Collected data entries

::::::::

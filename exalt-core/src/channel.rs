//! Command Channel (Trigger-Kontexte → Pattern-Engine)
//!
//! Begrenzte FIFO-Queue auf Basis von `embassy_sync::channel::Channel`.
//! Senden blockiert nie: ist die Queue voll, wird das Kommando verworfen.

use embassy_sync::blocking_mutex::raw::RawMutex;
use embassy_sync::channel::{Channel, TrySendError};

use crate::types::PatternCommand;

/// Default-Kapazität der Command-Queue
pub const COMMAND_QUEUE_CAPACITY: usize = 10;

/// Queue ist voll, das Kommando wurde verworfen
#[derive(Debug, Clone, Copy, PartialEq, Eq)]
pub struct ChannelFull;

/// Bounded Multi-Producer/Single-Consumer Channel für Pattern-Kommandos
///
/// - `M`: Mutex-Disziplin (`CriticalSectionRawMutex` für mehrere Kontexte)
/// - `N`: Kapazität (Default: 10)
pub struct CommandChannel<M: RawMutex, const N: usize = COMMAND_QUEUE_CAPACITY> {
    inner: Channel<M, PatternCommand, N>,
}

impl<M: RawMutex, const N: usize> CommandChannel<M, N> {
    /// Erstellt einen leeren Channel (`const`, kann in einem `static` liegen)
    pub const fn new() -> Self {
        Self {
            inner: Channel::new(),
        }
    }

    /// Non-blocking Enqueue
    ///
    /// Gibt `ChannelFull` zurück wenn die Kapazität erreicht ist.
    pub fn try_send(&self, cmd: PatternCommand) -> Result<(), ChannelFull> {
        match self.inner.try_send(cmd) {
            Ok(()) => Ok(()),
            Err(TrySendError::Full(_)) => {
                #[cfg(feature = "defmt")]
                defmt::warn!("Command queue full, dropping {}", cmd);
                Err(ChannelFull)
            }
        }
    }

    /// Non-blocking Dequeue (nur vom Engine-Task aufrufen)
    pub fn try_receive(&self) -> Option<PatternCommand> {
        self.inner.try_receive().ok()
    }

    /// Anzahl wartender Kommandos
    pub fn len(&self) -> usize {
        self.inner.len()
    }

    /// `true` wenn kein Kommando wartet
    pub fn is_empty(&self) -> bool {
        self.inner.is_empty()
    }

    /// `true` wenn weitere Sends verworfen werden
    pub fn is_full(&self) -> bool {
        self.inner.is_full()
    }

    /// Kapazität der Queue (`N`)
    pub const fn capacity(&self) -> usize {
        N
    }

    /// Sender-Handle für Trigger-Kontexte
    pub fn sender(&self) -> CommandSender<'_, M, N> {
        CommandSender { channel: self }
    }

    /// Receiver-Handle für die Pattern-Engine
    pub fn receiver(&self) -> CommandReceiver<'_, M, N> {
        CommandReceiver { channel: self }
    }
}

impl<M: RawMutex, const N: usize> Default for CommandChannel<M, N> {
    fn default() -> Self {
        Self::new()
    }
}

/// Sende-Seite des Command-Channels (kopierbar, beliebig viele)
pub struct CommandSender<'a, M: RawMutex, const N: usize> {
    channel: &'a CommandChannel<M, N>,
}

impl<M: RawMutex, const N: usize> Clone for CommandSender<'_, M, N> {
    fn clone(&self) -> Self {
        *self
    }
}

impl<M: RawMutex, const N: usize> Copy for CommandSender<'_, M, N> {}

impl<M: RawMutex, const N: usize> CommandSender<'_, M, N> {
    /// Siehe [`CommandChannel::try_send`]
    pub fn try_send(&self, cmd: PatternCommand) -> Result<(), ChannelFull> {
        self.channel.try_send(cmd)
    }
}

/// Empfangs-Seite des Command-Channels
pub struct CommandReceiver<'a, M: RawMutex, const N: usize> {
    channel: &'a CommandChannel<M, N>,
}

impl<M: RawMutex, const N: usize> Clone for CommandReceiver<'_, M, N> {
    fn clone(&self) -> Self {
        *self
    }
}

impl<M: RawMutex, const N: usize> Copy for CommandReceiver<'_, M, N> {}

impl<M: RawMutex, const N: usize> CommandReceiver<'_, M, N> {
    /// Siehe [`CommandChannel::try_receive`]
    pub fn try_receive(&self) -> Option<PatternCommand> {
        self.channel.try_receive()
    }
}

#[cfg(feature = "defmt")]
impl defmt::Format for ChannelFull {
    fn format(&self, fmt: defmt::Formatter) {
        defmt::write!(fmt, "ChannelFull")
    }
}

::::::::

Exercise prompt: The answer must consist of every line from the entries above that contains "CommandReceiver".

Written response:
    pub fn receiver(&self) -> CommandReceiver<'_, M, N> {
        CommandReceiver { channel: self }
pub struct CommandReceiver<'a, M: RawMutex, const N: usize> {
impl<M: RawMutex, const N: usize> Clone for CommandReceiver<'_, M, N> {
impl<M: RawMutex, const N: usize> Copy for CommandReceiver<'_, M, N> {}
impl<M: RawMutex, const N: usize> CommandReceiver<'_, M, N> {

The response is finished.